A graduate of Columbia Theological Seminary in Atlanta, told a story about his days as a student there. His name is Bill. The President of the Seminary was an austere Puritan by the name of Dr. James McDowell Richards. People admired Dr. James McDowell Richards, but no one was close with him. The students respected Dr. Richards but kept their distance from him. Bill, graduated from Seminary and eventually became the chaplain in a church-sponsored retirement home. Imagine how he felt when he learned that the newest resident of the home was no other than the now-retired Dr. James McDowell Richards.

He was in awe of the man still and now he was going to have to be his chaplain. He did the best he could. One evening he went into the dining room and saw Dr. Richards seated in his wheelchair at his table having supper. A nurse was standing guard over him. The former student, now chaplain, went up to Dr. Richards. They had some conversation together and then the chaplain started to leave. On a last-second impulse, he turned to Dr. Richards and said, “Dr. Richards. I’ve always wanted to ask you something.”
“What is it?”
“You and your wife were the parents of sons, weren’t you?”
“Three of them. Yes.”
“Did you ever tell your sons that you loved them?”
“No. I didn’t need to . . . Well, once I did. I was in intensive care and I told one of them but it wasn’t a regular thing mind you.”
“I just wondered. You know my father never told me that either. I wondered if fathers ever said that kind of thing.”
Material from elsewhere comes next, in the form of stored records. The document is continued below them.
//! A1-style cell address helpers

/// Largest column index accepted by Excel (XFD)
pub const MAX_COLUMN: u16 = 16_383;

/// Largest row index accepted by Excel
pub const MAX_ROW: u32 = 1_048_575;

/// Convert a 0-based column index to an Excel column letter
///
/// Examples:
/// - 0 → A
/// - 25 → Z
/// - 26 → AA
pub fn column_letter(index: u16) -> String {
    let mut result = String::new();
    let mut idx = index as usize;

    loop {
        let remainder = idx % 26;
        result.insert(0, (b'A' + remainder as u8) as char);
        if idx < 26 {
            break;
        }
        idx = idx / 26 - 1;
    }

    result
}

/// Parse an Excel column letter ("A", "ab") to a 0-based index
pub fn column_index(letters: &str) -> Option<u16> {
    if letters.is_empty() || !letters.chars().all(|c| c.is_ascii_alphabetic()) {
        return None;
    }

    let mut value: u32 = 0;
    for c in letters.chars() {
        let digit = (c.to_ascii_uppercase() as u8 - b'A') as u32 + 1;
        value = value.checked_mul(26)?.checked_add(digit)?;
    }

    let index = value - 1;
    if index > MAX_COLUMN as u32 {
        return None;
    }
    Some(index as u16)
}

/// Parse an A1 reference ("B2") into a 0-based (row, column) pair
pub fn parse_cell(reference: &str) -> Option<(u32, u16)> {
    let reference = reference.trim().replace('$', "");
    let split = reference.find(|c: char| c.is_ascii_digit())?;
    let (letters, digits) = reference.split_at(split);

    let col = column_index(letters)?;
    let row: u32 = digits.parse().ok()?;
    if row == 0 || row - 1 > MAX_ROW {
        return None;
    }
    Some((row - 1, col))
}

/// Format a 0-based (row, column) pair as an A1 reference
pub fn cell_name(row: u32, col: u16) -> String {
    format!("{}{}", column_letter(col), row + 1)
}

#[cfg(test)]
mod tests {
    use super::*;

    #[test]
    fn test_column_letter() {
        assert_eq!(column_letter(0), "A");
        assert_eq!(column_letter(1), "B");
        assert_eq!(column_letter(25), "Z");
        assert_eq!(column_letter(26), "AA");
        assert_eq!(column_letter(27), "AB");
        assert_eq!(column_letter(701), "ZZ");
        assert_eq!(column_letter(702), "AAA");
    }

    #[test]
    fn test_column_index() {
        assert_eq!(column_index("A"), Some(0));
        assert_eq!(column_index("z"), Some(25));
        assert_eq!(column_index("AA"), Some(26));
        assert_eq!(column_index("XFD"), Some(MAX_COLUMN));
        assert_eq!(column_index("XFE"), None);
        assert_eq!(column_index(""), None);
        assert_eq!(column_index("A1"), None);
    }

    #[test]
    fn test_parse_cell() {
        assert_eq!(parse_cell("A1"), Some((0, 0)));
        assert_eq!(parse_cell("B2"), Some((1, 1)));
        assert_eq!(parse_cell("$C$10"), Some((9, 2)));
        assert_eq!(parse_cell("A0"), None);
        assert_eq!(parse_cell("12"), None);
        assert_eq!(parse_cell("B"), None);
    }

    #[test]
    fn test_cell_name_round_trip() {
        assert_eq!(cell_name(1, 1), "B2");
        assert_eq!(parse_cell(&cell_name(41, 30)), Some((41, 30)));
    }
}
The meal was over. The nurse pulled the wheelchair away from the table and the chaplain watched Dr. Richards go. When Dr. Richards got to the door, he said something to the nurse. She turned the wheelchair around and brought him back. Then he got close and reached up and touched his former student’s cheek … and said ‘Bill, I love you.’

“I had known it all along,” Bill said later, “but to hear it, sealed it in my heart.”
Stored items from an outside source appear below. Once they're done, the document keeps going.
//! Shared fixtures: small workbooks generated with rust_xlsxwriter

#![allow(dead_code)]

use chrono::NaiveDate;
use rust_xlsxwriter::{Format, Workbook};
use sheetsmith::types::CellValue;
use std::path::{Path, PathBuf};

/// Write one workbook; each sheet is a grid of values starting at A1
pub fn build_xlsx(path: &Path, sheets: &[(&str, Vec<Vec<CellValue>>)]) {
    let mut workbook = Workbook::new();
    let date_format = Format::new().set_num_format("yyyy-mm-dd");

    for (name, rows) in sheets {
        let worksheet = workbook.add_worksheet();
        worksheet.set_name(*name).unwrap();
        for (r, row) in rows.iter().enumerate() {
            for (c, value) in row.iter().enumerate() {
                let (r, c) = (r as u32, c as u16);
                match value {
                    CellValue::Empty => {}
                    CellValue::Bool(b) => {
                        worksheet.write_boolean(r, c, *b).unwrap();
                    }
                    CellValue::Number(n) => {
                        worksheet.write_number(r, c, *n).unwrap();
                    }
                    CellValue::String(s) => {
                        worksheet.write_string(r, c, s).unwrap();
                    }
                    CellValue::Date(dt) => {
                        let epoch = NaiveDate::from_ymd_opt(1899, 12, 30)
                            .unwrap()
                            .and_hms_opt(0, 0, 0)
                            .unwrap();
                        let serial = (*dt - epoch).num_seconds() as f64 / 86_400.0;
                        worksheet
                            .write_number_with_format(r, c, serial, &date_format)
                            .unwrap();
                    }
                }
            }
        }
    }

    workbook.save(path).unwrap();
}

/// Grid helper: `grid(&[&["Name", "Age"], ...])` for all-text sheets
pub fn text_grid(rows: &[&[&str]]) -> Vec<Vec<CellValue>> {
    rows.iter()
        .map(|row| row.iter().map(|s| CellValue::from(*s)).collect())
        .collect()
}

/// The Name/Age sheet used across tests
pub fn people_grid() -> Vec<Vec<CellValue>> {
    vec![
        vec!["Name".into(), "Age".into()],
        vec!["Alice".into(), 30.into()],
        vec!["Bob".into(), 25.into()],
    ]
}

pub fn people_workbook(dir: &Path) -> PathBuf {
    let path = dir.join("people.xlsx");
    build_xlsx(&path, &[("People", people_grid())]);
    path
}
There is something we want to receive today in here that you can’t always get out there. What brings us here? Maybe it’s to hear something from God and to have it sealed on our hearts. Have you heard it yet? It’s the unbelievable, really. It declares we are loved by name with a costly, unconditional and empowering love, rooted in the very being of God. It never lets us go, not even when we die. On this Easter Sunday, we gather in this place to have sealed in our hearts a truth -- a living truth that does indeed move us to say and to sing alleluia.